As a Neonatal Intensive Care Unit (NICU) nurse in the late 1990s, Katherine Gregory was both concerned and curious about necrotizing enterocolitis (NEC), a sometimes fatal infectious disease of the newborn gut affecting preterm infants.
The condition, one of the most serious complications of preterm birth, can cause severe infection, neurodevelopmental impairment, intestinal perforations, malnutrition, prolonged hospitalization, and even death.
The most challenging aspect of treating newborns with NEC was the vague and nonspecific signs and symptoms prior to its onset. Gregory and her NICU colleagues at Harvard-affiliated Brigham and Women’s Hospital (BWH) knew that once the symptoms manifested, the disease could be at an advanced stage and progress quickly.
“I would care for babies who survived the early stages of prematurity and seemed to be faring well, who would suddenly become catastrophically ill,” recalled Gregory.

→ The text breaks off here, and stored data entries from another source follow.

use crate::error::{ContextError, Result};
use crate::oracle::{MaskedLmOracle, MaskedSentence};
use serde::{Deserialize, Serialize};
use std::sync::Arc;
use tokio::sync::Semaphore;
use tokio::task::JoinSet;

/// What to ask the oracle for every sentence.
#[derive(Debug, Clone)]
pub enum OracleRequest {
    TopK(usize),
    /// Candidate tokens per sentence, aligned with the sentence list.
    CandidateProbs(Arc<Vec<Vec<String>>>),
}

#[derive(Debug, Clone, PartialEq)]
pub enum Prediction {
    Substitutes(Vec<String>),
    Probabilities(Vec<f64>),
}

#[derive(Debug, Clone, Copy, Default, PartialEq, Eq, Serialize, Deserialize)]
pub struct PoolStats {
    pub batches: usize,
    pub retried_batches: usize,
    pub failed_batches: usize,
    pub skipped_contexts: usize,
}

impl PoolStats {
    fn absorb(&mut self, other: Self) {
        self.batches += other.batches;
        self.retried_batches += other.retried_batches;
        self.failed_batches += other.failed_batches;
        self.skipped_contexts += other.skipped_contexts;
    }
}

struct BatchOutcome {
    results: Vec<(usize, Prediction)>,
    stats: PoolStats,
}

/// Scores every sentence through a bounded pool of batched oracle calls.
///
/// The returned vector is aligned with `sentences`; `None` marks a sentence whose batch
/// failed twice and was skipped.
pub async fn score_sentences(
    oracle: Arc<dyn MaskedLmOracle>,
    sentences: Arc<Vec<MaskedSentence>>,
    request: OracleRequest,
    batch_size: usize,
    max_in_flight: usize,
) -> Result<(Vec<Option<Prediction>>, PoolStats)> {
    if batch_size == 0 || max_in_flight == 0 {
        return Err(ContextError::invalid_config(
            "batch_size and max_in_flight must be positive",
        ));
    }
    if let OracleRequest::CandidateProbs(candidates) = &request {
        if candidates.len() != sentences.len() {
            return Err(ContextError::invalid_config(format!(
                "{} candidate lists for {} sentences",
                candidates.len(),
                sentences.len()
            )));
        }
    }

    let semaphore = Arc::new(Semaphore::new(max_in_flight));
    let mut tasks = JoinSet::new();
    let indices: Vec<usize> = (0..sentences.len()).collect();
    for chunk in indices.chunks(batch_size) {
        let chunk = chunk.to_vec();
        let oracle = oracle.clone();
        let sentences = sentences.clone();
        let request = request.clone();
        let semaphore = semaphore.clone();
        tasks.spawn(async move {
            // The semaphore is never closed.
            let _permit = semaphore
                .acquire_owned()
                .await
                .map_err(|err| ContextError::Other(err.to_string()))?;
            Ok::<_, ContextError>(run_batch(oracle.as_ref(), &sentences, &request, &chunk).await)
        });
    }

    let mut out: Vec<Option<Prediction>> = vec![None; sentences.len()];
    let mut stats = PoolStats::default();
    while let Some(joined) = tasks.join_next().await {
        let outcome = joined.map_err(|err| ContextError::Other(format!("batch task: {err}")))??;
        stats.absorb(outcome.stats);
        for (idx, prediction) in outcome.results {
            out[idx] = Some(prediction);
        }
    }
    log::debug!(
        "Scored {} sentences in {} batches ({} retried, {} failed)",
        sentences.len(),
        stats.batches,
        stats.retried_batches,
        stats.failed_batches
    );
    Ok((out, stats))
}

/// One call, then on failure one retry per half of the batch.
async fn run_batch(
    oracle: &dyn MaskedLmOracle,
    sentences: &[MaskedSentence],
    request: &OracleRequest,
    chunk: &[usize],
) -> BatchOutcome {
    let mut stats = PoolStats {
        batches: 1,
        ..PoolStats::default()
    };
    let err = match call(oracle, sentences, request, chunk).await {
        Ok(preds) => {
            return BatchOutcome {
                results: chunk.iter().copied().zip(preds).collect(),
                stats,
            }
        }
        Err(err) => err,
    };

    log::warn!(
        "Oracle batch of {} failed ({err}); retrying with reduced batch size",
        chunk.len()
    );
    stats.retried_batches = 1;
    let half = chunk.len().div_ceil(2).max(1);
    let mut results = Vec::with_capacity(chunk.len());
    for part in chunk.chunks(half) {
        match call(oracle, sentences, request, part).await {
            Ok(preds) => results.extend(part.iter().copied().zip(preds)),
            Err(err) => {
                log::warn!(
                    "Oracle retry of {} contexts failed ({err}); skipping them",
                    part.len()
                );
                stats.failed_batches += 1;
                stats.skipped_contexts += part.len();
            }
        }
    }
    BatchOutcome { results, stats }
}

async fn call(
    oracle: &dyn MaskedLmOracle,
    sentences: &[MaskedSentence],
    request: &OracleRequest,
    part: &[usize],
) -> Result<Vec<Prediction>> {
    let batch: Vec<MaskedSentence> = part.iter().map(|&i| sentences[i].clone()).collect();
    match request {
        OracleRequest::TopK(k) => {
            let preds = oracle.top_k(&batch, *k).await?;
            ensure_len(part.len(), preds.len())?;
            Ok(preds.into_iter().map(Prediction::Substitutes).collect())
        }
        OracleRequest::CandidateProbs(all) => {
            let cands: Vec<Vec<String>> = part.iter().map(|&i| all[i].clone()).collect();
            let probs = oracle.candidate_probs(&batch, &cands).await?;
            ensure_len(part.len(), probs.len())?;
            for (p, c) in probs.iter().zip(&cands) {
                ensure_len(c.len(), p.len())?;
                if p.iter().any(|v| !v.is_finite()) {
                    return Err(ContextError::oracle("non-finite probability"));
                }
            }
            Ok(probs.into_iter().map(Prediction::Probabilities).collect())
        }
    }
}

fn ensure_len(expected: usize, actual: usize) -> Result<()> {
    if expected == actual {
        Ok(())
    } else {
        Err(ContextError::OracleResponseMismatch { expected, actual })
    }
}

Gregory’s work in the NICU prompted her to launch a research project that examined the physiology and pathological processes related to NEC, searching for a biomarker (a biological substance that indicates the presence of a disease or a pathogen). The predictor would enable clinicians to better anticipate, diagnose, and prevent the condition.
“The NICU team caring for preterm infants needed to be able to measure something that would give us a warning sign that the disease was imminent so we could be better prepared,” said Gregory, now a senior nurse scientist at BWH, who has devoted her career to researching gastrointestinal health and disease in newborns.
In collaboration with a multidisciplinary research team, Gregory successfully measured a biomarker for NEC called intestinal fatty acid binding protein (iFABP), a protein specific to intestinal inflammation and injury. She found that elevated levels of iFABP appeared in urine three and seven days before the onset of NEC symptoms. In 2014, her research was published in The Journal of Pediatrics.
“We have made some progress toward understanding NEC,” said Gregory. “However, this disease remains a major contributor to morbidity and mortality for preterm infants, so we have more work to do,” she added.